Como representar redes bimodais

A estrutura das redes bimodais pode ser representada de pelo menos de três maneiras: por uma matriz retangular, por um gráfico bipartido ou por um gráfico resultante de uma análise de correspondência. Neste ensaio serão mais explorados os dois primeiros tipos de representação.

Como descrever a estrutura das redes

As seguir é apresentado alguns dos descritores utilizados para caracterizar redes de interação.

Distribuição de grau. Os nós das redes podem ser classificados de acordo com o número de ligações que possuem, o que denomina-se grau do nó. Entre os descritores utilizados para caracterizar a estrutura de redes bipartidas está a distribuição de grau, que nada mais é do que a distribuição de freqüência do número de ligações por nó.

Aninhamento. Trata-se da tendência de espécies pouco conectadas (especialistas) interagirem com um subconjunto de parceiros de interação de espécies muito conectadas (generalistas). Se considerarmos como exemplo uma rede mutualística de plantas e polinizadores, em uma rede aninhada há um núcleo de plantas e animais generalistas que interagem entre si. Além disso, plantas especialistas tendem a interagir com animais generalistas e vice e versa.

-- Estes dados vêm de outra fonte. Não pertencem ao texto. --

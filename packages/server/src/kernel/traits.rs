// Trait definitions for dependency injection
//
// These are INFRASTRUCTURE traits only - no business logic.
// Business logic (ranking, fallbacks, the state machine) lives in the domains
// and only talks to the outside world through these.
//
// Naming convention: Base* for trait names (e.g., BaseGeoIndex, BaseDispatchStore)

use anyhow::Result;
use async_trait::async_trait;

use crate::common::{GeoPoint, HospitalId, RequestId};
use crate::domains::dispatch::models::{EmergencyRequest, OfferBroadcast};
use crate::domains::geo_index::{Candidate, CandidateQuery};
use crate::domains::presence::models::ResponderPresence;
use crate::domains::ranking::models::{Hospital, NearbyHospital};
use crate::domains::routing::RouteLeg;

// =============================================================================
// Geo Index Trait (Infrastructure - spatial candidate lookup)
// =============================================================================

#[async_trait]
pub trait BaseGeoIndex: Send + Sync {
    /// Available responders matching the query, nearest first, at most
    /// `query.limit`. An empty list is a normal answer.
    async fn find_candidates(&self, query: &CandidateQuery) -> Result<Vec<Candidate>>;
}

// =============================================================================
// Route Provider Trait (Infrastructure - external routing API)
// =============================================================================

#[async_trait]
pub trait BaseRouteProvider: Send + Sync {
    /// Driving route between two points
    async fn route(&self, origin: GeoPoint, destination: GeoPoint) -> Result<RouteLeg>;
}

// =============================================================================
// Hospital Directory Trait (Infrastructure)
// =============================================================================

#[async_trait]
pub trait BaseHospitalDirectory: Send + Sync {
    /// Hospitals within `radius_meters`, nearest first
    async fn hospitals_within(&self, point: GeoPoint, radius_meters: f64) -> Result<Vec<NearbyHospital>>;

    async fn find(&self, id: HospitalId) -> Result<Option<Hospital>>;
}

// =============================================================================
// Dispatch Store Trait (Infrastructure - persistence)
// =============================================================================

#[async_trait]
pub trait BaseDispatchStore: Send + Sync {
    /// Insert or replace the request record
    async fn save_request(&self, request: &EmergencyRequest) -> Result<()>;

    async fn load_request(&self, id: RequestId) -> Result<Option<EmergencyRequest>>;

    /// Every request whose last persisted status is `searching`
    async fn load_searching_requests(&self) -> Result<Vec<EmergencyRequest>>;

    /// Insert or replace the open offer for its request
    async fn save_offer(&self, offer: &OfferBroadcast) -> Result<()>;

    async fn load_offer(&self, request_id: RequestId) -> Result<Option<OfferBroadcast>>;

    /// Drop the offer once the request resolved. Missing offers are not an error.
    async fn delete_offer(&self, request_id: RequestId) -> Result<()>;

    /// Insert or replace the responder's presence record
    async fn save_responder(&self, responder: &ResponderPresence) -> Result<()>;

    async fn load_responders(&self) -> Result<Vec<ResponderPresence>>;
}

Dependência e assimetria. Além de descritores quantitativos, as redes também podem ser descritas a partir de dados quantitativos. Em redes mutualísticas a dependência de uma planta em relação a um animal pode ser estimada a partir da freqüência relativa de visitas. Também é possível calcular um índice de assimetria para cada par de interação, que corresponde à dissimilaridade relativa entre a dependência das duas espécies do par. A partir disso é possível caracterizar a rede a partir da distribuição de freqüência de assimetria. Força da espécie. É a extensão quantitativa do grau da espécie, e pode ser definida como a soma das dependências dos animais em relação a uma espécie planta e vice e versa. Representa uma medida quantitativa da importância de uma espécie para o conjunto de espécies com as quais ela interage.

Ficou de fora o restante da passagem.